17. New section replacing prior emergency adoption filed 7-22-2010; operative 2-17-2010. Submitted to OAL for printing only pursuant to Health and Safety Code section 50199.17 (Register 2010, No. 30).
18. Amendment of subsections (c)(1), (c)(2)(C) and (c)(5)(B), new subsections (c)(5)(B)(1)-(9), amendment of subsection (c)(5)(D), repealer of subsection (c)(5)(E) and amendment of subsections (c)(9) and (d) filed 4-18-2011; operative date of the amendments is immediately upon adoption by the committee pursuant to Health and Safety Code section 50199.17(c) (Register 2011, No. 16).
19. Amendment of subsections (c)(2)-(c)(2)(A), (c)(2)(B), (c)(6), (f) and (f)(6) filed 4-11-2012; operative upon adoption by the committee on 2-1-2012 pursuant to Health and Safety Code section 50199.17(c) (Register 2012, No. 15).
20. Amendment of subsections (c)(5)(A), (c)(7) and (g)(1) filed 3-19-2013; operative upon adoption by the California Tax Credit Allocation Committee on 1-23-2013 pursuant to Health and Safety Code section 50199.17(c).
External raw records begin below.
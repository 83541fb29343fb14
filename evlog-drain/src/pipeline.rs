use std::collections::VecDeque;
use std::future::Future;
use std::sync::Arc;
use std::sync::atomic::{AtomicBool, Ordering};

use evlog_event::DrainContext;
use evlog_log::LogError;
use parking_lot::Mutex;
use tokio::sync::{Notify, mpsc, oneshot};

use crate::config::PipelineConfig;
use crate::observer::{DropObserver, NoopObserver};
use crate::sink::Sink;
use crate::sleep_handle::SleepHandle;

/// State shared between all handles of a pipeline and its worker.
struct Shared {
    config: PipelineConfig,
    queue: Mutex<VecDeque<DrainContext>>,
    wakeup: Notify,
    flushing: AtomicBool,
    stopped: AtomicBool,
    observer: Box<dyn DropObserver>,
}

impl Shared {
    fn drop_events(&self, events: &[DrainContext]) {
        self.observer.on_dropped(events, None);
    }

    /// Removes the next batch from the front of the queue.
    fn take_batch(&self) -> Vec<DrainContext> {
        let mut queue = self.queue.lock();
        let size = queue.len().min(self.config.batch.size.max(1));
        queue.drain(..size).collect()
    }
}

enum Request {
    Flush(oneshot::Sender<()>),
    Stop(oneshot::Sender<()>),
}

/// A handle to a running drain pipeline.
///
/// The pipeline buffers pushed events and hands them to a [`Sink`] in batches. A flush is
/// triggered when the number of pending events reaches the batch size, when the flush interval
/// elapses after the first pending event, or when [`flush`](Self::flush) is called. At most one
/// send is in flight at any time, and batches preserve the push order of their events.
///
/// Failed sends are retried according to the retry configuration. Batches that fail on every
/// attempt, as well as events evicted from a full buffer, are reported to the [`DropObserver`].
///
/// Handles are cheap to clone. Every call to [`start`](Self::start) creates an independent
/// pipeline. If all handles are dropped without calling [`stop`](Self::stop), the worker flushes
/// the remaining events and exits.
///
/// ```
/// use evlog_drain::{Pipeline, PipelineConfig, Sink, SinkError};
/// use evlog_event::{DrainContext, Level, WideEvent};
///
/// struct Stdout;
///
/// #[async_trait::async_trait]
/// impl Sink for Stdout {
///     async fn send(&self, batch: &[DrainContext]) -> Result<(), SinkError> {
///         let _ = batch;
///         Ok(())
///     }
/// }
///
/// # #[tokio::main(flavor = "current_thread")]
/// # async fn main() {
/// let pipeline = Pipeline::start(PipelineConfig::default(), Stdout);
/// pipeline.push(DrainContext::new(WideEvent::new(Level::Info, "api", "dev")));
/// pipeline.stop().await;
/// # }
/// ```
#[derive(Clone)]
pub struct Pipeline {
    shared: Arc<Shared>,
    tx: mpsc::UnboundedSender<Request>,
}

impl Pipeline {
    /// Spawns a pipeline that ignores dropped events.
    ///
    /// Must be called within a Tokio runtime.
    pub fn start<S>(config: PipelineConfig, sink: S) -> Self
    where
        S: Sink + 'static,
    {
        Self::start_with_observer(config, sink, NoopObserver)
    }

    /// Spawns a pipeline reporting dropped events to `observer`.
    ///
    /// An invalid config is logged as an error and its zero values are replaced with defaults, see
    /// [`PipelineConfig::sanitized`].
    ///
    /// Must be called within a Tokio runtime.
    pub fn start_with_observer<S, O>(config: PipelineConfig, sink: S, observer: O) -> Self
    where
        S: Sink + 'static,
        O: DropObserver + 'static,
    {
        let config = match config.validate() {
            Ok(()) => config,
            Err(error) => {
                evlog_log::error!(
                    error = &error as &dyn std::error::Error,
                    "invalid pipeline config, falling back to defaults"
                );
                config.sanitized()
            }
        };

        let shared = Arc::new(Shared {
            config,
            queue: Mutex::new(VecDeque::new()),
            wakeup: Notify::new(),
            flushing: AtomicBool::new(false),
            stopped: AtomicBool::new(false),
            observer: Box::new(observer),
        });

        let (tx, rx) = mpsc::unbounded_channel();

        let worker = Worker {
            shared: Arc::clone(&shared),
            sink: Box::new(sink),
            rx,
            flush_handle: SleepHandle::idle(),
        };
        tokio::spawn(worker.run());

        Self { shared, tx }
    }

    /// Appends an event to the pending queue.
    ///
    /// Never blocks on the sink. If the buffer is full, the oldest pending event is evicted and
    /// reported to the drop observer.
    pub fn push(&self, context: DrainContext) {
        let shared = &self.shared;

        let mut evicted = Vec::new();
        let pending = {
            let mut queue = shared.queue.lock();
            if shared.stopped.load(Ordering::Acquire) {
                drop(queue);
                evlog_log::warn!("drain pipeline stopped, dropping event");
                shared.drop_events(std::slice::from_ref(&context));
                return;
            }

            queue.push_back(context);
            while queue.len() > shared.config.max_buffer_size {
                evicted.extend(queue.pop_front());
            }
            queue.len()
        };

        if !evicted.is_empty() {
            evlog_log::warn!(
                evicted = evicted.len(),
                max_buffer_size = shared.config.max_buffer_size,
                "drain buffer full, dropping oldest events"
            );
            for event in &evicted {
                shared.drop_events(std::slice::from_ref(event));
            }
        }

        if pending == 1 || pending >= shared.config.batch.size {
            shared.wakeup.notify_one();
        }
    }

    /// Requests a flush of everything pending.
    ///
    /// The flush is requested immediately. The returned future resolves once the worker has
    /// drained the queue, or immediately if the pipeline has stopped. If a flush is already in
    /// progress, this one runs after it and picks up everything pushed in the meantime.
    pub fn flush(&self) -> impl Future<Output = ()> + Send + 'static {
        let (done_tx, done_rx) = oneshot::channel();
        let sent = self.tx.send(Request::Flush(done_tx)).is_ok();

        async move {
            if sent {
                done_rx.await.ok();
            }
        }
    }

    /// Flushes all pending events and stops the worker.
    ///
    /// Resolves once the worker has exited. Events pushed afterwards are reported to the drop
    /// observer.
    pub async fn stop(&self) {
        {
            // Under the lock, so every accepted push is part of the final flush.
            let _queue = self.shared.queue.lock();
            self.shared.stopped.store(true, Ordering::Release);
        }

        let (done_tx, done_rx) = oneshot::channel();
        if self.tx.send(Request::Stop(done_tx)).is_ok() {
            done_rx.await.ok();
        }
    }

    /// Returns the number of buffered events that have not been handed to the sink.
    pub fn pending(&self) -> usize {
        self.shared.queue.lock().len()
    }

    /// Returns `true` while a batch is being sent.
    pub fn is_flushing(&self) -> bool {
        self.shared.flushing.load(Ordering::Acquire)
    }

    /// Returns the configuration of this pipeline.
    pub fn config(&self) -> &PipelineConfig {
        &self.shared.config
    }
}

impl std::fmt::Debug for Pipeline {
    fn fmt(&self, f: &mut std::fmt::Formatter<'_>) -> std::fmt::Result {
        f.debug_struct("Pipeline")
            .field("config", &self.shared.config)
            .field("pending", &self.pending())
            .field("flushing", &self.is_flushing())
            .finish()
    }
}

/// Owns the sink and the flush timer of one pipeline.
struct Worker {
    shared: Arc<Shared>,
    sink: Box<dyn Sink>,
    rx: mpsc::UnboundedReceiver<Request>,
    /// An optional timeout to the next scheduled flush.
    flush_handle: SleepHandle,
}

impl Worker {
    async fn run(mut self) {
        evlog_log::debug!("drain pipeline started");

        loop {
            tokio::select! {
                // Timer and explicit requests first, so wake-ups from pushes cannot starve them.
                biased;

                () = &mut self.flush_handle => self.flush().await,
                request = self.rx.recv() => match request {
                    Some(Request::Flush(done)) => {
                        self.flush().await;
                        done.send(()).ok();
                    }
                    Some(Request::Stop(done)) => {
                        self.flush().await;
                        evlog_log::debug!("drain pipeline stopped");
                        done.send(()).ok();
                        return;
                    }
                    None => break,
                },
                () = self.shared.wakeup.notified() => self.handle_wakeup().await,
            }
        }

        // All handles are gone, nothing can be pushed anymore.
        self.flush().await;
        evlog_log::debug!("drain pipeline stopped");
    }

    async fn handle_wakeup(&mut self) {
        let pending = self.shared.queue.lock().len();

        if pending >= self.shared.config.batch.size {
            self.flush().await;
        } else if pending > 0 && self.flush_handle.is_idle() {
            self.flush_handle.set(self.shared.config.flush_interval());
        }
    }

    /// Sends batches until the queue is empty.
    async fn flush(&mut self) {
        self.flush_handle.reset();
        self.shared.flushing.store(true, Ordering::Release);

        loop {
            let batch = self.shared.take_batch();
            if batch.is_empty() {
                break;
            }
            self.send(batch).await;
        }

        self.shared.flushing.store(false, Ordering::Release);

        // Events pushed during the last send and not yet sent keep the timer running.
        if !self.shared.queue.lock().is_empty() && self.flush_handle.is_idle() {
            self.flush_handle.set(self.shared.config.flush_interval());
        }
    }

    async fn send(&self, batch: Vec<DrainContext>) {
        let retry = &self.shared.config.retry;
        let max_attempts = retry.max_attempts.max(1);
        let mut attempt = 1;

        loop {
            evlog_log::trace!(batch_size = batch.len(), attempt, "sending batch");

            let error = match self.sink.send(&batch).await {
                Ok(()) => {
                    evlog_log::debug!(batch_size = batch.len(), attempt, "flushed batch");
                    return;
                }
                Err(error) => error,
            };

            if attempt >= max_attempts {
                evlog_log::warn!(
                    batch_size = batch.len(),
                    attempts = attempt,
                    "dropping batch after failed attempts: {}",
                    LogError(&error)
                );
                self.shared.observer.on_dropped(&batch, Some(&error));
                return;
            }

            let delay = retry.delay(attempt);
            evlog_log::warn!(
                batch_size = batch.len(),
                attempt,
                delay = ?delay,
                "failed to send batch, retrying: {}",
                LogError(&error)
            );

            tokio::time::sleep(delay).await;
            attempt += 1;
        }
    }
}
Submitted to OAL for printing only (Register 2013, No. 12).
21. Amendment filed 3-28-2014; operative upon adoption by the California Tax Credit Allocation Committee on 1-29-2014 pursuant to Health and Safety Code section 50199.77(c). Submitted to OAL for printing only (Register 2014, No. 13).

Note

Note: Authority cited: Section 50199.17, Health and Safety Code. Reference: Sections 12206, 17058 and 23610.5, Revenue and Taxation Code; and Sections 50199.4-50199.22, Health and Safety Code.